### [PROBLEM DESCRIPTION]
Using the entries that follow, report how many lines contain the word "ground". Only the number is wanted.
□ □ □ □
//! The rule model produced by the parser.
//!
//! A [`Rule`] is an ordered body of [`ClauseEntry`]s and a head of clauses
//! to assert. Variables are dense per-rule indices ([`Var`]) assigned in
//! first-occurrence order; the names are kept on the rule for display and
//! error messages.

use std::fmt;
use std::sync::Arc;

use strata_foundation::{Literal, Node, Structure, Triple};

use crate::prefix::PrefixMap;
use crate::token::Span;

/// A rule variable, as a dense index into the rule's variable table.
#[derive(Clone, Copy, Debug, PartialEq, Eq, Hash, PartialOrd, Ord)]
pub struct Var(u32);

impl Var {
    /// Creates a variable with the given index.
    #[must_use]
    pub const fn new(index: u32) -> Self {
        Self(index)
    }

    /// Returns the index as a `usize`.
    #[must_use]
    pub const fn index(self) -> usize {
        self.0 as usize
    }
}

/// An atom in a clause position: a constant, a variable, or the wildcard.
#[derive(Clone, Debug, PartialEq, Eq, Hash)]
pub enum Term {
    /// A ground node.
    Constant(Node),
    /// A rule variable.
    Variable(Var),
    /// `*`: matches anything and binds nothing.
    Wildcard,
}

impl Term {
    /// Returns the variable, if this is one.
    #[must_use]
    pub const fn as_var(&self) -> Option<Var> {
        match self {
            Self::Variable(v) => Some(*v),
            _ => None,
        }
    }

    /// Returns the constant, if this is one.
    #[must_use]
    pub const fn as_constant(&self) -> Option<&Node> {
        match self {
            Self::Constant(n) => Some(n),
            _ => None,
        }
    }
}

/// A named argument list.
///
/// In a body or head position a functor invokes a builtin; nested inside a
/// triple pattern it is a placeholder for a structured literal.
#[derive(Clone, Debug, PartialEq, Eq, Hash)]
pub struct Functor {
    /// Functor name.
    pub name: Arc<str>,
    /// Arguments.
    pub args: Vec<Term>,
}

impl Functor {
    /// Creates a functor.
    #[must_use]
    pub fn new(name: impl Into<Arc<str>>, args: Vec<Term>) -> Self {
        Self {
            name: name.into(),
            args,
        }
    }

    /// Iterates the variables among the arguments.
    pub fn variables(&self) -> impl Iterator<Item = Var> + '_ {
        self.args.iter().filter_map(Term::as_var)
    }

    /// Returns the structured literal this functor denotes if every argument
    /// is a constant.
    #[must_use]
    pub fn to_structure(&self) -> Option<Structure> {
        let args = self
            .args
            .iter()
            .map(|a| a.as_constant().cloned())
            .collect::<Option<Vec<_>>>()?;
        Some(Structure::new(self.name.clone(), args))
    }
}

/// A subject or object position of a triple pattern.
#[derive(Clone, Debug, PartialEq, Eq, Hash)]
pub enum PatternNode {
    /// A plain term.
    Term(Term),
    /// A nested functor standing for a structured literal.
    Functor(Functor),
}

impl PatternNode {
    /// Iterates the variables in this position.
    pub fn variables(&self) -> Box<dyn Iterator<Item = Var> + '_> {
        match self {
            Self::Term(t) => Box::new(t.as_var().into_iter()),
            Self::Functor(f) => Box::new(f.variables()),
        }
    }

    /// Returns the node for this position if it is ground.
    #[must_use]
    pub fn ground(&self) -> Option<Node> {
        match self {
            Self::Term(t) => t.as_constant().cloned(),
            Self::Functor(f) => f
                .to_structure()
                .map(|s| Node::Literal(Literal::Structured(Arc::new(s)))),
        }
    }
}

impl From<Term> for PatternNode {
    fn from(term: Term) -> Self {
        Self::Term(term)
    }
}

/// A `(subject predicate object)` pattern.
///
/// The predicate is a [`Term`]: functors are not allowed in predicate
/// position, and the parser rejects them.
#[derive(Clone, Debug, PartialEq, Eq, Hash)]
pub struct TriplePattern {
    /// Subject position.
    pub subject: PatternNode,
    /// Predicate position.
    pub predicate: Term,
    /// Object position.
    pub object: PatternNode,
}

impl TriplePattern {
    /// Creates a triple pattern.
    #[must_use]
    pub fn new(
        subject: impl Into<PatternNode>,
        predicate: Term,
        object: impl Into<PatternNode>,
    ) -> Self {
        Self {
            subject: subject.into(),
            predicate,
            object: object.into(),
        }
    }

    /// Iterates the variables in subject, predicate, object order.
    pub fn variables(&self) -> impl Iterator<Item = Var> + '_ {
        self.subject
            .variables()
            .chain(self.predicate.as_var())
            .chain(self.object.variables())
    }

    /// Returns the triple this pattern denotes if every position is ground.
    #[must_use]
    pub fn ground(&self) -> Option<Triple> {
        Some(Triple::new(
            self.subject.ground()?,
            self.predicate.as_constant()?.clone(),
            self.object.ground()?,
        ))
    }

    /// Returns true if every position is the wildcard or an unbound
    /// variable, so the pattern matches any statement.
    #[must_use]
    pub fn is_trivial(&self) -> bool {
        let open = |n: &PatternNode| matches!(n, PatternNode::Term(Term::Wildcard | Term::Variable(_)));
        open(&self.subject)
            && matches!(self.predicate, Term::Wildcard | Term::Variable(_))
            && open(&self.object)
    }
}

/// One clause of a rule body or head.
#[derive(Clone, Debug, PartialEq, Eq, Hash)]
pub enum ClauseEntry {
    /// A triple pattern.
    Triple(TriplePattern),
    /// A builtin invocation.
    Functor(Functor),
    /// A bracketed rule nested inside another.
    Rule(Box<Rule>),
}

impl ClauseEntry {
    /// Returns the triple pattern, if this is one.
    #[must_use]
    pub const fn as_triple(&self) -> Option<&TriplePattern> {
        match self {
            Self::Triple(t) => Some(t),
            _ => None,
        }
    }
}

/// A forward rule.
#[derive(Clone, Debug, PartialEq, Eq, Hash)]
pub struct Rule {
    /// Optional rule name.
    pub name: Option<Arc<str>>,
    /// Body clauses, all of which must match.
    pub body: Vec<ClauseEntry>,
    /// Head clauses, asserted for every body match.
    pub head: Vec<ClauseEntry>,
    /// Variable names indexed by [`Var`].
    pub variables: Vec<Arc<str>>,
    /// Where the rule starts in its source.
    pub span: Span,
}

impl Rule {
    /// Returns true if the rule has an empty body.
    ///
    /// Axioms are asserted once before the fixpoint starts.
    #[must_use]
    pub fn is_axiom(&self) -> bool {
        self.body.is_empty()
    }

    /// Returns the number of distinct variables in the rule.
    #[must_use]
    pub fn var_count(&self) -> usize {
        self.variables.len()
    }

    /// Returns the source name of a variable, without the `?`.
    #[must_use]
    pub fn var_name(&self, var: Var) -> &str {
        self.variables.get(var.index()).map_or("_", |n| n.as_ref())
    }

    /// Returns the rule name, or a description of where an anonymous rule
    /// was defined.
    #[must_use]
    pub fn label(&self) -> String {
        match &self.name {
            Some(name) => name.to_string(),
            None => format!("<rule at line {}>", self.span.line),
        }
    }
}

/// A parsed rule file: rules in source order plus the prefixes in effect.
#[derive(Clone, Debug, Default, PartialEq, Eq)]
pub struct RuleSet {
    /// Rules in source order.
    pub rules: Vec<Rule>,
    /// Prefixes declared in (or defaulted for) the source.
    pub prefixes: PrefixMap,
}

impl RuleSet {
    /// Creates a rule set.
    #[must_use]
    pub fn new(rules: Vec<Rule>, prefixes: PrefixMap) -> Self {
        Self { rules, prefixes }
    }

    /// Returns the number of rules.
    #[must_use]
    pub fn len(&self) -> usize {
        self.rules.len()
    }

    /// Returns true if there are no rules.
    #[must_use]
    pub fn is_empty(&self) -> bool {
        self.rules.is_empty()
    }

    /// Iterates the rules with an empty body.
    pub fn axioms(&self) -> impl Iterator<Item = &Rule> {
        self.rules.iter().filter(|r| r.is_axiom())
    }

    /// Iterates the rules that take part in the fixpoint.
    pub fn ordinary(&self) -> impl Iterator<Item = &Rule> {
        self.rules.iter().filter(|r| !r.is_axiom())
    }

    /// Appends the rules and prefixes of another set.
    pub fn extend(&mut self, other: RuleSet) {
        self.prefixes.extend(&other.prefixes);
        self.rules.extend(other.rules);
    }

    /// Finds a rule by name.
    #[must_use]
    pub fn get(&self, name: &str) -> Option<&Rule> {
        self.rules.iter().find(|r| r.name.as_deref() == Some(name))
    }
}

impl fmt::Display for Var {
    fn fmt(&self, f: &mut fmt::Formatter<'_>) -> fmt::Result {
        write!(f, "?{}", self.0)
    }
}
□ □ □ □
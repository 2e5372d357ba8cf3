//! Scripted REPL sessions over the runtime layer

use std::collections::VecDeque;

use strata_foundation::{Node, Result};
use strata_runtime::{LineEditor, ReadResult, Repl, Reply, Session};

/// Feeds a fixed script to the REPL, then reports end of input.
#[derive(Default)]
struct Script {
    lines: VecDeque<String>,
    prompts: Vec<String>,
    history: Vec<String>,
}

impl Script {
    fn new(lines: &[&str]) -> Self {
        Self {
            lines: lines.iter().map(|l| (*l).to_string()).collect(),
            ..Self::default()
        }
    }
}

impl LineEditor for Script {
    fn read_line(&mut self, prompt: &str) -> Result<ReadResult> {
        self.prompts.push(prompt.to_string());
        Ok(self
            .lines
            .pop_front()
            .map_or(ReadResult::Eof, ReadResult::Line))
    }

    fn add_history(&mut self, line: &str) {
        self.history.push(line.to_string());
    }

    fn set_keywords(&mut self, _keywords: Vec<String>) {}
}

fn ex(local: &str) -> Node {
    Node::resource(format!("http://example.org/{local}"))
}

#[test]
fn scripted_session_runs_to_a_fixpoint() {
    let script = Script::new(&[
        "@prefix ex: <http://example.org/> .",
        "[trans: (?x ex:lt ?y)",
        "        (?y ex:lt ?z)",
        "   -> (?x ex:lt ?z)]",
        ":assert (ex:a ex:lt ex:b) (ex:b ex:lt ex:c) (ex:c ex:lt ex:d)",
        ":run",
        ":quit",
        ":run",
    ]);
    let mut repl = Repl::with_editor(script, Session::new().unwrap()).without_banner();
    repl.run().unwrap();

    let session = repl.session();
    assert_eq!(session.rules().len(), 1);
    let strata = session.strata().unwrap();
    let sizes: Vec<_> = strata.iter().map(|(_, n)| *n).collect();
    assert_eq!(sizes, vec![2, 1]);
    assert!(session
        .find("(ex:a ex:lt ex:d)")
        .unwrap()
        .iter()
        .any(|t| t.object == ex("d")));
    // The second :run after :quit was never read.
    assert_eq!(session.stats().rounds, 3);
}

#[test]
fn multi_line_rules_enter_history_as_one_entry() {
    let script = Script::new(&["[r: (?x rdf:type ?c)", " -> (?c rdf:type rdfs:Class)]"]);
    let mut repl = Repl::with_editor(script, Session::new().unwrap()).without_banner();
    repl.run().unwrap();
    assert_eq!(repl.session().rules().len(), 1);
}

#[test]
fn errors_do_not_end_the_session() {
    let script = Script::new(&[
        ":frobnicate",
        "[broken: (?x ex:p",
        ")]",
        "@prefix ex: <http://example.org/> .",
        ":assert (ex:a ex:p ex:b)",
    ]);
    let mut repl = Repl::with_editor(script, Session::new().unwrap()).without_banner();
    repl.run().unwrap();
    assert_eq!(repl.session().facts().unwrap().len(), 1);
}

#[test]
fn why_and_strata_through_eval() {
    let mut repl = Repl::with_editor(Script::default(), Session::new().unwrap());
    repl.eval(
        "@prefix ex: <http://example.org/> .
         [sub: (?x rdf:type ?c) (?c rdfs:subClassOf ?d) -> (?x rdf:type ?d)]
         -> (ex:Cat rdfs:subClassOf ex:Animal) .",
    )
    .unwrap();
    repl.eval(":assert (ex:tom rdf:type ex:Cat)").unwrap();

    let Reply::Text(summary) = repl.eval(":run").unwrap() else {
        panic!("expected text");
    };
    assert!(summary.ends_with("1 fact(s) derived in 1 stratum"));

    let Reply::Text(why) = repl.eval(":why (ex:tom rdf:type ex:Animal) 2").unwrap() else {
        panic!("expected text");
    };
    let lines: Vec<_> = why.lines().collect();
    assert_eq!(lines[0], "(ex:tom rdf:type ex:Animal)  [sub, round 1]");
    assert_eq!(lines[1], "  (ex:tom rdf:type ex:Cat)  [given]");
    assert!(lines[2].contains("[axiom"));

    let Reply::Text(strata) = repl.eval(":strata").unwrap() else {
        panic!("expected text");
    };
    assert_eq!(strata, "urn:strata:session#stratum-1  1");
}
□ □ □ □
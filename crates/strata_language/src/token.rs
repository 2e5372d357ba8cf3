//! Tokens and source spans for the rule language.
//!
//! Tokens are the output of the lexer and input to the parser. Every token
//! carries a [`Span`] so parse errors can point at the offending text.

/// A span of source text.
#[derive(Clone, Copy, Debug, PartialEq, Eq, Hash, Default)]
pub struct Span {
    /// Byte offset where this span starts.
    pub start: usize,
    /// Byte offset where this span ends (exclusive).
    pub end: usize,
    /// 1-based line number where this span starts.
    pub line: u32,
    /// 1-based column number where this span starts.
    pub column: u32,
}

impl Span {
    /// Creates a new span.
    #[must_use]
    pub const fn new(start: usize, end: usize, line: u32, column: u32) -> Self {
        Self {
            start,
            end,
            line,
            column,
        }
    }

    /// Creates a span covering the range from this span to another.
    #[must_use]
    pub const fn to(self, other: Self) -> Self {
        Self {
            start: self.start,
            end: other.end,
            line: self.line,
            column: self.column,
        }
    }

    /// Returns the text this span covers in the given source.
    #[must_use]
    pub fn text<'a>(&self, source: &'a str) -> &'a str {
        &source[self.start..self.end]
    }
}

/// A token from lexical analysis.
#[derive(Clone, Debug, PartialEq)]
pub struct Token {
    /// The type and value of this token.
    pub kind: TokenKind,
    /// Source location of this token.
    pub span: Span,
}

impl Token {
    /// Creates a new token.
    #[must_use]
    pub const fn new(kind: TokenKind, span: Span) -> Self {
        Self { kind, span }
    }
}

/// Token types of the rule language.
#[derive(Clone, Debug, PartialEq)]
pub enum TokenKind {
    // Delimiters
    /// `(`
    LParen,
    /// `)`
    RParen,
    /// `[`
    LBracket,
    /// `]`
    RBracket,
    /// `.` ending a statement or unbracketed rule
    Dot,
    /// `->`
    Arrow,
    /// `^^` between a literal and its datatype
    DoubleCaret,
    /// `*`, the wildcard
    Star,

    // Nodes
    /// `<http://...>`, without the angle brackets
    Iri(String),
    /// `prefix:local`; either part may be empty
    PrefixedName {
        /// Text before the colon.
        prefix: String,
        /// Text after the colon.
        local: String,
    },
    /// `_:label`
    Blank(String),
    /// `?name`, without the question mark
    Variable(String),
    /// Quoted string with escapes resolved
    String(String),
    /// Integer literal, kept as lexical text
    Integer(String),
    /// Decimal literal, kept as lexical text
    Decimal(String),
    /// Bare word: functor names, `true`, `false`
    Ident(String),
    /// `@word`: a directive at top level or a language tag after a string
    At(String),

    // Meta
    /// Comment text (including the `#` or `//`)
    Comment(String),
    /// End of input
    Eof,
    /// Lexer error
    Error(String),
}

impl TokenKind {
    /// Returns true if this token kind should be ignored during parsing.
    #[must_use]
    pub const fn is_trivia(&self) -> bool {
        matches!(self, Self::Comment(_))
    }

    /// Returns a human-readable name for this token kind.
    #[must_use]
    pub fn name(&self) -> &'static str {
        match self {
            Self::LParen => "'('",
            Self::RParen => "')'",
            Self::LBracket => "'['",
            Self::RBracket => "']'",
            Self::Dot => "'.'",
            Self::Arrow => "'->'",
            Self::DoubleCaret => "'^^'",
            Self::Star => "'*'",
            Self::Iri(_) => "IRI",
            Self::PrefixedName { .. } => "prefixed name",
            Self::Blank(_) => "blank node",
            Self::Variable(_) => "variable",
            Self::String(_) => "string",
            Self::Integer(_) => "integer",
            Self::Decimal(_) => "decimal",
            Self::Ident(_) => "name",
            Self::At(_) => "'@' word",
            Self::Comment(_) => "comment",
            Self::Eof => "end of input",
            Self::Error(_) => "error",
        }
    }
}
□ □ □ □
### [OUTPUT OF THE TASK]
7